Línguas vermelhas, ora eram gigantes, ora eram dragões, ora eram apenas uma gama de cores com as componentes do arco-íris, dançando sempre, num ritmo lume-luz.

O menino e o cão dormiam embalados nesta quentura e nesta magia de fogo. Momentos antes, ambos olhavam para ele, dançante, e começaram a imaginar mundos.

À força de tanto olharem para reterem a imagem, adormeceram os dois, bem junto um do outro, como companheiros inseparáveis, que eram de facto, e resolveram deixar a casinha aquecida e ir a mundos distantes, na pretensão de descobrirem a origem do universo…

Na liberdade do sonho, foram ascendendo, de pinheiro a abeto, de colina a montanha, de planalto a pico, e pairavam com os flocos da neve que vinham descendo para a terra. Agarravam alguns e faziam com eles bolas de neve, que depois punham a girar em orbitas do tamanho dos círculos que costumavam desenhar no caderno de brincar…

Sim, o Saturno sabia desenhar… costumava fazê-lo com o Miguelinho, nas horas de recreio, quando tinham terminado de estudar e ora trocavam impressões, ora desenhavam.

Quero pedir desculpa aos leitores amigos de só a meio da página introduzir o Miguel e o Saturno! No entanto, como estão já a adivinhar, são eles os personagens da nossa história. Por mérito próprio, eles ficarão célebres entre nós devido à sua aplicação ao estudo e à sua sabedoria das leis físicas do universo.

Estão de acordo? Não se zangaram, pois não?

Vamos então segui-los, penetrando no seu sonho, e com eles sonhar, na maravilhosa digressão pelo universo. Foi sonhando, e tornando palpável o que esta no nosso subconsciente, que o homem chegou à lua e a outros planetas.

Vamos nós também, através do que escrevemos, do Miguel e do Saturno, viajar pelo infinito.

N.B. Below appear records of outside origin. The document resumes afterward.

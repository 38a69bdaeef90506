// Kept in sync with migrations/ by hand (same column order as the CREATE TABLE statements).

diesel::table! {
    raw_samples (time) {
        time -> Timestamptz,
        ext_temp_c -> Nullable<Float8>,
        indoor_temp_c -> Nullable<Float8>,
        indoor_setpoint_c -> Nullable<Float8>,
        silo_level_kg -> Nullable<Float8>,
        hopper_level_kg -> Nullable<Float8>,
        boiler_temp_c -> Nullable<Float8>,
        boiler_setpoint_c -> Nullable<Float8>,
        boiler_modulation_pct -> Nullable<Float8>,
        flame_temp_c -> Nullable<Float8>,
        flame_setpoint_c -> Nullable<Float8>,
        supply_temp_c -> Nullable<Float8>,
        supply_setpoint_c -> Nullable<Float8>,
        heating_pump -> Nullable<Float8>,
        heating_status -> Nullable<Int4>,
        ecs_temp_c -> Nullable<Float8>,
        ecs_stop_temp_c -> Nullable<Float8>,
        ecs_setpoint_c -> Nullable<Float8>,
        ecs_pump -> Nullable<Float8>,
        ecs_status -> Nullable<Int4>,
    }
}

diesel::table! {
    daily_summaries (id) {
        id -> Int8,
        day -> Date,
        window_start -> Timestamptz,
        window_end -> Timestamptz,
        sample_count -> Int4,
        boiler_on_seconds -> Float8,
        pellet_consumed_kg -> Float8,
        ext_temp_mean -> Nullable<Float8>,
        ext_temp_night_mean -> Nullable<Float8>,
        boiler_water_temp_mean -> Nullable<Float8>,
        supply_temp_mean -> Nullable<Float8>,
        indoor_temp_mean -> Nullable<Float8>,
        indoor_temp_night_mean -> Nullable<Float8>,
        ecs_temp_heat_mean -> Nullable<Float8>,
        ecs_temp_global_mean -> Nullable<Float8>,
        created_at -> Timestamptz,
        updated_at -> Timestamptz,
    }
}

diesel::allow_tables_to_appear_in_same_query!(raw_samples, daily_summaries);
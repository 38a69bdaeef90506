//! Computes daily summaries and keeps exactly one record per operating day.

use chrono::NaiveDate;
use log::{debug, info, warn};
use std::collections::BTreeSet;

use crate::config::AggregationConfig;
use crate::db::models::{DailySummary, NewDailySummary};
use crate::db::store::{SampleSource, StatsError, SummaryStore};
use crate::services::window::{DayWindow, days_inclusive, operating_day};
use crate::services::{aggregate, series};

/// Run the whole pipeline for `day` and replace its stored summary.
///
/// Idempotent: with unchanged samples a second run stores the same values.
pub fn compute_and_store<S>(store: &mut S, cfg: &AggregationConfig, day: NaiveDate) -> Result<DailySummary, StatsError>
where
    S: SampleSource + SummaryStore + ?Sized,
{
    let window = DayWindow::resolve(day, cfg);
    let day_series = series::extract(store, &window)?;
    let stats = aggregate::compute(&day_series, &window, cfg);
    let saved = store.upsert_summary(&NewDailySummary::new(&window, &stats))?;
    debug!(
        "Daily: {} stored (samples={}, boiler_on={:.0}s, pellets={:.1}kg)",
        day, saved.sample_count, saved.boiler_on_seconds, saved.pellet_consumed_kg
    );
    Ok(saved)
}

/// Compute each distinct day once, in ascending order. With `skip_existing`,
/// days that already have a record are left alone.
pub fn compute_for_days<S, I>(
    store: &mut S,
    cfg: &AggregationConfig,
    days: I,
    skip_existing: bool,
) -> Result<Vec<DailySummary>, StatsError>
where
    S: SampleSource + SummaryStore + ?Sized,
    I: IntoIterator<Item = NaiveDate>,
{
    let unique: BTreeSet<NaiveDate> = days.into_iter().collect();
    let mut results = Vec::with_capacity(unique.len());
    let mut skipped = 0usize;
    for day in unique {
        if skip_existing && store.summary_exists(day)? {
            skipped += 1;
            continue;
        }
        results.push(compute_and_store(store, cfg, day)?);
    }
    if skipped > 0 {
        debug!("Daily: skipped {} day(s) that already have a summary", skipped);
    }
    Ok(results)
}

/// [`compute_for_days`] over `from..=to`.
pub fn compute_range<S>(
    store: &mut S,
    cfg: &AggregationConfig,
    from: NaiveDate,
    to: NaiveDate,
    skip_existing: bool,
) -> Result<Vec<DailySummary>, StatsError>
where
    S: SampleSource + SummaryStore + ?Sized,
{
    if to < from {
        return Err(StatsError::InvalidInput(format!("range end {to} is before start {from}")));
    }
    compute_for_days(store, cfg, days_inclusive(from, to), skip_existing)
}

/// Recompute every operating day between the first and the last stored
/// sample. Without any sample, all summaries are dropped.
pub fn recompute_all<S>(store: &mut S, cfg: &AggregationConfig) -> Result<Vec<DailySummary>, StatsError>
where
    S: SampleSource + SummaryStore + ?Sized,
{
    let Some((first, last)) = store.sample_bounds()? else {
        let removed = store.delete_all_summaries()?;
        warn!("Daily: no raw samples stored; removed {} summary record(s)", removed);
        return Ok(Vec::new());
    };
    let from = operating_day(first, cfg);
    let to = operating_day(last, cfg);
    info!("Daily: recomputing every day from {} to {}", from, to);
    compute_for_days(store, cfg, days_inclusive(from, to), false)
}

/// Keep only the most recently updated record of each day (highest id on a
/// tie) and return how many were removed. `None` scans every stored day.
pub fn cleanup_duplicates<S>(store: &mut S, days: Option<&[NaiveDate]>) -> Result<usize, StatsError>
where
    S: SummaryStore + ?Sized,
{
    let targets: Vec<NaiveDate> = match days {
        Some(days) => days.iter().copied().collect::<BTreeSet<_>>().into_iter().collect(),
        None => store.summary_days()?,
    };

    let mut removed = 0;
    for day in targets {
        let mut rows = store.summaries_for_day(day)?;
        if rows.len() < 2 {
            continue;
        }
        rows.sort_by(|a, b| (b.updated_at, b.id).cmp(&(a.updated_at, a.id)));
        let stale: Vec<i64> = rows[1..].iter().map(|r| r.id).collect();
        let deleted = store.delete_summaries(&stale)?;
        debug!("Daily: {} kept record {}, removed {} duplicate(s)", day, rows[0].id, deleted);
        removed += deleted;
    }
    Ok(removed)
}
//! Storage seams used by the aggregation services, and their PostgreSQL
//! implementation on a plain [`PgConnection`].

use chrono::{DateTime, Datelike, NaiveDate, Utc};
use core::fmt;
use diesel::PgConnection;
use diesel::dsl::{exists, max, min, now};
use diesel::prelude::*;
use diesel::sql_types::BigInt;
use std::error::Error;
use std::fmt::{Display, Formatter};

use crate::db::models::{DailySummary, NewDailySummary, RawSample};
use crate::schema;

/// Advisory-lock namespace for per-day summary writes (ASCII "OKDS").
const SUMMARY_LOCK_NAMESPACE: i64 = 0x4F4B_4453;

#[derive(Debug)]
pub enum StatsError {
    /// Connection, query or transaction failure.
    Storage(String),
    /// Rejected before any computation started.
    InvalidInput(String),
}

impl Display for StatsError {
    fn fmt(&self, f: &mut Formatter<'_>) -> fmt::Result {
        match self {
            StatsError::Storage(e) => write!(f, "storage error: {}", e),
            StatsError::InvalidInput(e) => write!(f, "invalid input: {}", e),
        }
    }
}

impl Error for StatsError {}

impl From<diesel::result::Error> for StatsError {
    fn from(value: diesel::result::Error) -> Self {
        StatsError::Storage(value.to_string())
    }
}

/// Read access to raw samples.
pub trait SampleSource {
    /// Samples with `start <= time < end`, ascending by time.
    fn fetch_samples(&mut self, start: DateTime<Utc>, end: DateTime<Utc>) -> Result<Vec<RawSample>, StatsError>;

    /// Timestamps of the earliest and latest stored sample.
    fn sample_bounds(&mut self) -> Result<Option<(DateTime<Utc>, DateTime<Utc>)>, StatsError>;
}

/// Persistence of daily summaries.
pub trait SummaryStore {
    /// Replace the newest record of `row.day` with `row`, or create one.
    /// Must not interleave with another upsert of the same day.
    fn upsert_summary(&mut self, row: &NewDailySummary) -> Result<DailySummary, StatsError>;

    fn summary_exists(&mut self, day: NaiveDate) -> Result<bool, StatsError>;

    /// Every record stored for `day`, in any order.
    fn summaries_for_day(&mut self, day: NaiveDate) -> Result<Vec<DailySummary>, StatsError>;

    /// Distinct days that have at least one record, ascending.
    fn summary_days(&mut self) -> Result<Vec<NaiveDate>, StatsError>;

    fn delete_summaries(&mut self, ids: &[i64]) -> Result<usize, StatsError>;

    fn delete_all_summaries(&mut self) -> Result<usize, StatsError>;
}

/// `updated_at` from the database clock, the same one the column default uses on insert.
fn touch_updated_at() -> diesel::dsl::Eq<schema::daily_summaries::updated_at, now> {
    schema::daily_summaries::updated_at.eq(now)
}

fn summary_lock_key(day: NaiveDate) -> i64 {
    (SUMMARY_LOCK_NAMESPACE << 32) | i64::from(day.num_days_from_ce())
}

impl SampleSource for PgConnection {
    fn fetch_samples(&mut self, start: DateTime<Utc>, end: DateTime<Utc>) -> Result<Vec<RawSample>, StatsError> {
        use schema::raw_samples::dsl as R;

        R::raw_samples
            .filter(R::time.ge(start).and(R::time.lt(end)))
            .order(R::time.asc())
            .select(RawSample::as_select())
            .load(self)
            .map_err(|e| StatsError::Storage(format!("fetch samples [{start}, {end}) failed: {e}")))
    }

    fn sample_bounds(&mut self) -> Result<Option<(DateTime<Utc>, DateTime<Utc>)>, StatsError> {
        use schema::raw_samples::dsl as R;

        let (first, last): (Option<DateTime<Utc>>, Option<DateTime<Utc>>) = R::raw_samples
            .select((min(R::time), max(R::time)))
            .first(self)
            .map_err(|e| StatsError::Storage(format!("sample bounds query failed: {e}")))?;
        Ok(first.zip(last))
    }
}

impl SummaryStore for PgConnection {
    fn upsert_summary(&mut self, row: &NewDailySummary) -> Result<DailySummary, StatsError> {
        use schema::daily_summaries::dsl as D;

        self.transaction::<_, diesel::result::Error, _>(|conn| {
            // Serialises writers of the same day until commit/rollback.
            diesel::sql_query("SELECT pg_advisory_xact_lock($1)")
                .bind::<BigInt, _>(summary_lock_key(row.day))
                .execute(conn)?;

            let newest: Option<i64> = D::daily_summaries
                .filter(D::day.eq(row.day))
                .order((D::updated_at.desc(), D::id.desc()))
                .select(D::id)
                .first(conn)
                .optional()?;

            match newest {
                Some(id) => diesel::update(D::daily_summaries.find(id))
                    .set((row, touch_updated_at()))
                    .returning(DailySummary::as_returning())
                    .get_result(conn),
                None => diesel::insert_into(D::daily_summaries)
                    .values(row)
                    .returning(DailySummary::as_returning())
                    .get_result(conn),
            }
        })
        .map_err(|e| StatsError::Storage(format!("upsert summary for {} failed: {}", row.day, e)))
    }

    fn summary_exists(&mut self, day: NaiveDate) -> Result<bool, StatsError> {
        use schema::daily_summaries::dsl as D;

        diesel::select(exists(D::daily_summaries.filter(D::day.eq(day))))
            .get_result(self)
            .map_err(StatsError::from)
    }

    fn summaries_for_day(&mut self, day: NaiveDate) -> Result<Vec<DailySummary>, StatsError> {
        use schema::daily_summaries::dsl as D;

        D::daily_summaries
            .filter(D::day.eq(day))
            .select(DailySummary::as_select())
            .load(self)
            .map_err(StatsError::from)
    }

    fn summary_days(&mut self) -> Result<Vec<NaiveDate>, StatsError> {
        use schema::daily_summaries::dsl as D;

        D::daily_summaries
            .select(D::day)
            .distinct()
            .order(D::day.asc())
            .load(self)
            .map_err(StatsError::from)
    }

    fn delete_summaries(&mut self, ids: &[i64]) -> Result<usize, StatsError> {
        use schema::daily_summaries::dsl as D;

        if ids.is_empty() {
            return Ok(0);
        }
        diesel::delete(D::daily_summaries.filter(D::id.eq_any(ids)))
            .execute(self)
            .map_err(|e| StatsError::Storage(format!("delete summaries failed: {e}")))
    }

    fn delete_all_summaries(&mut self) -> Result<usize, StatsError> {
        use schema::daily_summaries::dsl as D;

        diesel::delete(D::daily_summaries)
            .execute(self)
            .map_err(|e| StatsError::Storage(format!("delete all summaries failed: {e}")))
    }
}
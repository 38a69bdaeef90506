pub mod config;
pub mod db {
    #[cfg(test)]
    pub mod memory;
    pub mod models;
    pub mod store;
}
pub mod schema;
pub mod services {
    pub mod aggregate;
    pub mod daily;
    pub mod fake_data;
    pub mod ingest;
    pub mod series;
    pub mod window;
}

use crate::config::{Config, load_env_file};
use crate::db::models::DailySummary;
use crate::services::window::{days_inclusive, operating_day};
use crate::services::{daily, fake_data};
use chrono::{Days, NaiveDate, Utc};
use diesel::PgConnection;
use diesel::prelude::*;
use diesel_migrations::{EmbeddedMigrations, MigrationHarness, embed_migrations};
use log::{error, info, warn};
use std::ffi::OsString;
use std::path::PathBuf;

pub const MIGRATIONS: EmbeddedMigrations = embed_migrations!("migrations");

const USAGE: &str = "usage: okofen-dailystats [--env-file PATH] [--days N | --from YYYY-MM-DD [--to YYYY-MM-DD] | --all] [--force] [--json]
       okofen-dailystats [--env-file PATH] --fake-data N";

#[derive(Debug, Default, PartialEq)]
struct CliArgs {
    env_file: Option<PathBuf>,
    days: Option<i64>,
    from: Option<NaiveDate>,
    to: Option<NaiveDate>,
    all: bool,
    force: bool,
    json: bool,
    fake_data: Option<u32>,
    help: bool,
}

#[derive(Debug, PartialEq)]
enum RunPlan {
    RecomputeAll,
    Days { days: Vec<NaiveDate>, force: bool },
    Range { from: NaiveDate, to: NaiveDate, force: bool },
    FakeData { days: u32 },
}

fn parse_args<I: IntoIterator<Item = OsString>>(args: I) -> Result<CliArgs, String> {
    let mut args = args.into_iter();
    let mut parsed = CliArgs::default();

    while let Some(arg) = args.next() {
        let arg = arg.into_string().map_err(|_| "argument contains invalid UTF-8".to_string())?;
        let (flag, inline) = match arg.split_once('=') {
            Some((flag, value)) if flag.starts_with("--") => (flag.to_string(), Some(value.to_string())),
            _ => (arg, None),
        };
        let mut value = |name: &str| -> Result<String, String> {
            let v = match inline.clone() {
                Some(v) => v,
                None => args
                    .next()
                    .and_then(|v| v.into_string().ok())
                    .ok_or_else(|| format!("`{name}` requires a value"))?,
            };
            if v.is_empty() {
                return Err(format!("`{name}` requires a value"));
            }
            Ok(v)
        };

        match flag.as_str() {
            "--env-file" => {
                if parsed.env_file.is_some() {
                    return Err("`--env-file` provided more than once".to_string());
                }
                parsed.env_file = Some(PathBuf::from(value("--env-file")?));
            }
            "--days" => {
                let raw = value("--days")?;
                parsed.days = Some(raw.parse().map_err(|_| format!("invalid day count: {raw}"))?);
            }
            "--from" => parsed.from = Some(parse_day(&value("--from")?, "start")?),
            "--to" => parsed.to = Some(parse_day(&value("--to")?, "end")?),
            "--fake-data" => {
                let raw = value("--fake-data")?;
                parsed.fake_data = Some(
                    raw.parse::<u32>()
                        .ok()
                        .filter(|d| *d > 0)
                        .ok_or_else(|| format!("`--fake-data` must be a positive day count (got {raw})"))?,
                );
            }
            "--all" | "--force" | "--json" | "--help" | "-h" if inline.is_some() => {
                return Err(format!("`{flag}` does not take a value"));
            }
            "--all" => parsed.all = true,
            "--force" => parsed.force = true,
            "--json" => parsed.json = true,
            "--help" | "-h" => parsed.help = true,
            other => return Err(format!("unrecognised argument: {}", other)),
        }
    }

    Ok(parsed)
}

fn parse_day(raw: &str, what: &str) -> Result<NaiveDate, String> {
    NaiveDate::parse_from_str(raw.trim(), "%Y-%m-%d").map_err(|_| format!("invalid {what} date (expected YYYY-MM-DD): {raw}"))
}

/// Decide what to do before touching the database, so invalid input never
/// leaves partial work behind.
fn build_plan(args: &CliArgs, today: NaiveDate, default_days: u32) -> Result<RunPlan, String> {
    if let Some(days) = args.fake_data {
        first_of_last_days(today, i64::from(days)).ok_or_else(|| format!("`--fake-data` out of range (got {days})"))?;
        return Ok(RunPlan::FakeData { days });
    }
    if args.all {
        return Ok(RunPlan::RecomputeAll);
    }
    if let Some(from) = args.from {
        let to = args.to.unwrap_or(from);
        if to < from {
            return Err(format!("end date {to} must not be before start date {from}"));
        }
        return Ok(RunPlan::Range { from, to, force: args.force });
    }
    if args.to.is_some() {
        return Err("`--to` requires `--from`".to_string());
    }

    let count = args.days.unwrap_or(i64::from(default_days));
    if count <= 0 {
        return Err(format!("`--days` must be > 0 (got {count})"));
    }
    let first = first_of_last_days(today, count).ok_or_else(|| format!("`--days` out of range (got {count})"))?;
    Ok(RunPlan::Days {
        days: days_inclusive(first, today),
        force: args.force,
    })
}

/// First day of the `count` days ending with `today`, or `None` if it falls
/// outside the calendar.
fn first_of_last_days(today: NaiveDate, count: i64) -> Option<NaiveDate> {
    let back = u64::try_from(count.checked_sub(1)?).ok()?;
    today.checked_sub_days(Days::new(back))
}

fn apply_database_migrations(conn: &mut PgConnection) -> Result<(), String> {
    let applied = conn
        .run_pending_migrations(MIGRATIONS)
        .map_err(|e| format!("Applying database migrations failed: {}", e))?;
    if applied.is_empty() {
        info!("Database schema is up to date; no migrations were applied");
    } else {
        let names = applied.iter().map(|v| v.to_string()).collect::<Vec<_>>().join(", ");
        info!("Applied {} database migration(s): {}", applied.len(), names);
    }
    Ok(())
}

fn print_json(summaries: &[DailySummary]) -> Result<(), String> {
    for summary in summaries {
        let line = serde_json::to_string(summary).map_err(|e| format!("serialise summary {}: {}", summary.day, e))?;
        println!("{line}");
    }
    Ok(())
}

fn run(args: &CliArgs) -> Result<(), String> {
    // 1) Load config
    let cfg = Config::from_env()?;
    let agg = &cfg.aggregation;
    info!(
        "Config loaded (zone={:?}, day_start={:02}:00, night_window={}h, flame_on>={}C, ecs_heating>{}C, default_days={})",
        agg.zone,
        agg.day_start_hour,
        agg.night_window.num_hours(),
        agg.flame_on_threshold_c,
        agg.ecs_heating_setpoint_c,
        cfg.default_days
    );

    // 2) Validate the request
    let today = operating_day(Utc::now(), agg);
    let plan = build_plan(args, today, cfg.default_days.get())?;

    // 3) Connect DB and apply pending migrations
    let mut conn = PgConnection::establish(&cfg.database_url).map_err(|e| format!("DB connection failed: {}", e))?;
    info!("Connected to database");
    apply_database_migrations(&mut conn)?;

    // 4) Execute
    let (summaries, removed, action) = match plan {
        RunPlan::FakeData { days } => {
            fake_data::run(&mut conn, agg, days)?;
            return Ok(());
        }
        RunPlan::RecomputeAll => {
            info!("Recomputing every day with raw samples");
            let removed = daily::cleanup_duplicates(&mut conn, None).map_err(|e| e.to_string())?;
            let summaries = daily::recompute_all(&mut conn, agg).map_err(|e| e.to_string())?;
            (summaries, removed, "recomputed")
        }
        RunPlan::Range { from, to, force } => {
            info!("Computing {} to {} (force={})", from, to, force);
            let days = days_inclusive(from, to);
            let removed = daily::cleanup_duplicates(&mut conn, Some(days.as_slice())).map_err(|e| e.to_string())?;
            let summaries = daily::compute_range(&mut conn, agg, from, to, !force).map_err(|e| e.to_string())?;
            (summaries, removed, if force { "recomputed" } else { "created" })
        }
        RunPlan::Days { days, force } => {
            info!(
                "Computing {} day(s) from {} to {} (force={})",
                days.len(),
                days.first().map(|d| d.to_string()).unwrap_or_else(|| "-".to_string()),
                days.last().map(|d| d.to_string()).unwrap_or_else(|| "-".to_string()),
                force
            );
            let removed = daily::cleanup_duplicates(&mut conn, Some(days.as_slice())).map_err(|e| e.to_string())?;
            let summaries = daily::compute_for_days(&mut conn, agg, days, !force).map_err(|e| e.to_string())?;
            (summaries, removed, if force { "recomputed" } else { "created" })
        }
    };

    if removed > 0 {
        warn!("Removed {} duplicate summary record(s)", removed);
    }
    info!("{} day(s) {}, {} duplicate(s) removed", summaries.len(), action, removed);
    if args.json {
        print_json(&summaries)?;
    }
    Ok(())
}

fn main() {
    let args = match parse_args(std::env::args_os().skip(1)) {
        Ok(args) => args,
        Err(err) => {
            eprintln!("fatal: {}", err);
            eprintln!("{USAGE}");
            std::process::exit(2);
        }
    };
    if args.help {
        println!("{USAGE}");
        return;
    }

    let loaded_env = match &args.env_file {
        Some(path) if !path.is_file() => {
            eprintln!("fatal: env file not found: {}", path.display());
            std::process::exit(1);
        }
        Some(path) => Some(path.clone()),
        None => std::env::current_dir().ok().map(|cwd| cwd.join(".env")).filter(|p| p.is_file()),
    };
    let loaded_count = match loaded_env.as_deref().map(load_env_file).transpose() {
        Ok(count) => count,
        Err(err) => {
            eprintln!("fatal: {}", err);
            std::process::exit(1);
        }
    };

    // Init logging after environment so RUST_LOG from .env is respected.
    let default_filter = env_logger::Env::default().default_filter_or("info");
    env_logger::Builder::from_env(default_filter)
        .format_timestamp_secs()
        .init();

    if let (Some(path), Some(count)) = (loaded_env.as_ref(), loaded_count) {
        info!("Environment loaded from {} ({} variable(s) applied)", path.display(), count);
    }

    info!(
        "okofen-dailystats {} (git {}) starting",
        env!("CARGO_PKG_VERSION"),
        env!("BUILD_TIME_GIT_HASH")
    );
    if let Err(e) = run(&args) {
        error!("fatal: {}", e);
        std::process::exit(1);
    }
}
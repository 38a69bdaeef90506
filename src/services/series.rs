//! Day-bounded view over raw samples, addressed by channel.

use chrono::{DateTime, Utc};
use log::debug;

use crate::db::models::RawSample;
use crate::db::store::{SampleSource, StatsError};
use crate::services::window::DayWindow;

/// Named numeric channels of a [`RawSample`].
#[derive(Debug, Clone, Copy, PartialEq, Eq, PartialOrd, Ord, Hash)]
pub enum Channel {
    ExteriorTemp,
    IndoorTemp,
    IndoorSetpoint,
    SiloLevel,
    HopperLevel,
    BoilerTemp,
    BoilerSetpoint,
    BoilerModulation,
    FlameTemp,
    FlameSetpoint,
    SupplyTemp,
    SupplySetpoint,
    HeatingPump,
    HeatingStatus,
    EcsTemp,
    EcsStopTemp,
    EcsSetpoint,
    EcsPump,
    EcsStatus,
}

impl Channel {
    pub fn read(self, s: &RawSample) -> Option<f64> {
        match self {
            Channel::ExteriorTemp => s.ext_temp_c,
            Channel::IndoorTemp => s.indoor_temp_c,
            Channel::IndoorSetpoint => s.indoor_setpoint_c,
            Channel::SiloLevel => s.silo_level_kg,
            Channel::HopperLevel => s.hopper_level_kg,
            Channel::BoilerTemp => s.boiler_temp_c,
            Channel::BoilerSetpoint => s.boiler_setpoint_c,
            Channel::BoilerModulation => s.boiler_modulation_pct,
            Channel::FlameTemp => s.flame_temp_c,
            Channel::FlameSetpoint => s.flame_setpoint_c,
            Channel::SupplyTemp => s.supply_temp_c,
            Channel::SupplySetpoint => s.supply_setpoint_c,
            Channel::HeatingPump => s.heating_pump,
            Channel::HeatingStatus => s.heating_status.map(f64::from),
            Channel::EcsTemp => s.ecs_temp_c,
            Channel::EcsStopTemp => s.ecs_stop_temp_c,
            Channel::EcsSetpoint => s.ecs_setpoint_c,
            Channel::EcsPump => s.ecs_pump,
            Channel::EcsStatus => s.ecs_status.map(f64::from),
        }
        .filter(|v| !v.is_nan())
    }
}

/// Samples of one operating day, ascending and unique by timestamp.
#[derive(Debug, Clone, Default)]
pub struct DaySeries {
    samples: Vec<RawSample>,
}

impl DaySeries {
    pub fn new(mut samples: Vec<RawSample>) -> Self {
        samples.sort_by_key(|s| s.time);
        samples.dedup_by_key(|s| s.time);
        DaySeries { samples }
    }

    pub fn len(&self) -> usize {
        self.samples.len()
    }

    pub fn is_empty(&self) -> bool {
        self.samples.is_empty()
    }

    /// One entry per sample, `None` where the channel was not reported.
    pub fn column(&self, channel: Channel) -> impl Iterator<Item = Option<f64>> + '_ {
        self.samples.iter().map(move |s| channel.read(s))
    }

    /// Non-null `(time, value)` pairs of a channel.
    pub fn points(&self, channel: Channel) -> impl Iterator<Item = (DateTime<Utc>, f64)> + '_ {
        self.samples.iter().filter_map(move |s| channel.read(s).map(|v| (s.time, v)))
    }
}

/// Load the samples of `window` from `source`. A day without data yields an
/// empty series.
pub fn extract<S: SampleSource + ?Sized>(source: &mut S, window: &DayWindow) -> Result<DaySeries, StatsError> {
    let mut samples = source.fetch_samples(window.start, window.end)?;
    samples.retain(|s| window.contains(s.time));
    debug!(
        "Series: day {} has {} sample(s) in [{}, {})",
        window.day,
        samples.len(),
        window.start,
        window.end
    );
    Ok(DaySeries::new(samples))
}
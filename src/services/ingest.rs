use crate::db::models::RawSample;
use crate::schema;
use diesel::PgConnection;
use diesel::prelude::*;

/// Rows per INSERT; 20 bind parameters each keeps a batch well under PostgreSQL's 65535 limit.
pub const INSERT_BATCH: usize = 1_000;

/// Insert samples, leaving already stored timestamps untouched. Returns the number of new rows.
pub fn insert_raw_samples(conn: &mut PgConnection, rows: &[RawSample]) -> Result<usize, String> {
    use schema::raw_samples::dsl as R;

    let mut inserted = 0;
    for chunk in rows.chunks(INSERT_BATCH) {
        inserted += diesel::insert_into(R::raw_samples)
            .values(chunk)
            .on_conflict(R::time)
            .do_nothing()
            .execute(conn)
            .map_err(|e| format!("insert raw samples failed: {}", e))?;
    }
    Ok(inserted)
}
//! Logging setup for the bookshelf binaries.
//!
//! Library crates in this workspace only emit `tracing` events; installing a
//! subscriber is left to whichever binary links this crate.

/// Install the JSON subscriber on stderr. Later calls are no-ops.
pub fn init() {
    tracing::init();
}

/// Subscriber construction and `RUST_LOG` handling.
pub mod tracing;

Saturno e Miguel começaram a afastar-se da terra, a deixar a atmosfera terrestre, a vê-la como uma bola redonda, um pouco achatada num pólo, como uma maçã ou, mais precisamente, parecendo uma pêra a girar, a girar sobre si mesma, como o pião do Miguelinho. Pião que o Saturno tinha o desejo irresistível de morder de todas as vezes que ele girava. Mas o Miguelinho não gostava da brincadeira, e isso custava ao Saturno um puxão de barbas! Esta bola girava também à volta de uma outra grande bola de fogo, que, tinham a certeza, era o sol. E pensaram que podiam ir até mais longe e satisfazer a curiosidade de ver mais de perto as estrelas…

- Saturno, vamos lá explorar o Espaço, vamos ver se descobrimos como é que se formam os planetas. Vamos?
- Ó Miguel, tu é que ordenas… Mas não vamos voltar mais à Terra?

- Saturno, então íamos lá deixar o nosso mundo? Isto é apenas uma digressão científica!.. Mas, se não queres, fica a brincar com os flocos de neve, enquanto eu vou.

- Como assim? Quem é que te guardava pelo caminho? Parece que eu te tenho sido útil algumas vezes, não achas?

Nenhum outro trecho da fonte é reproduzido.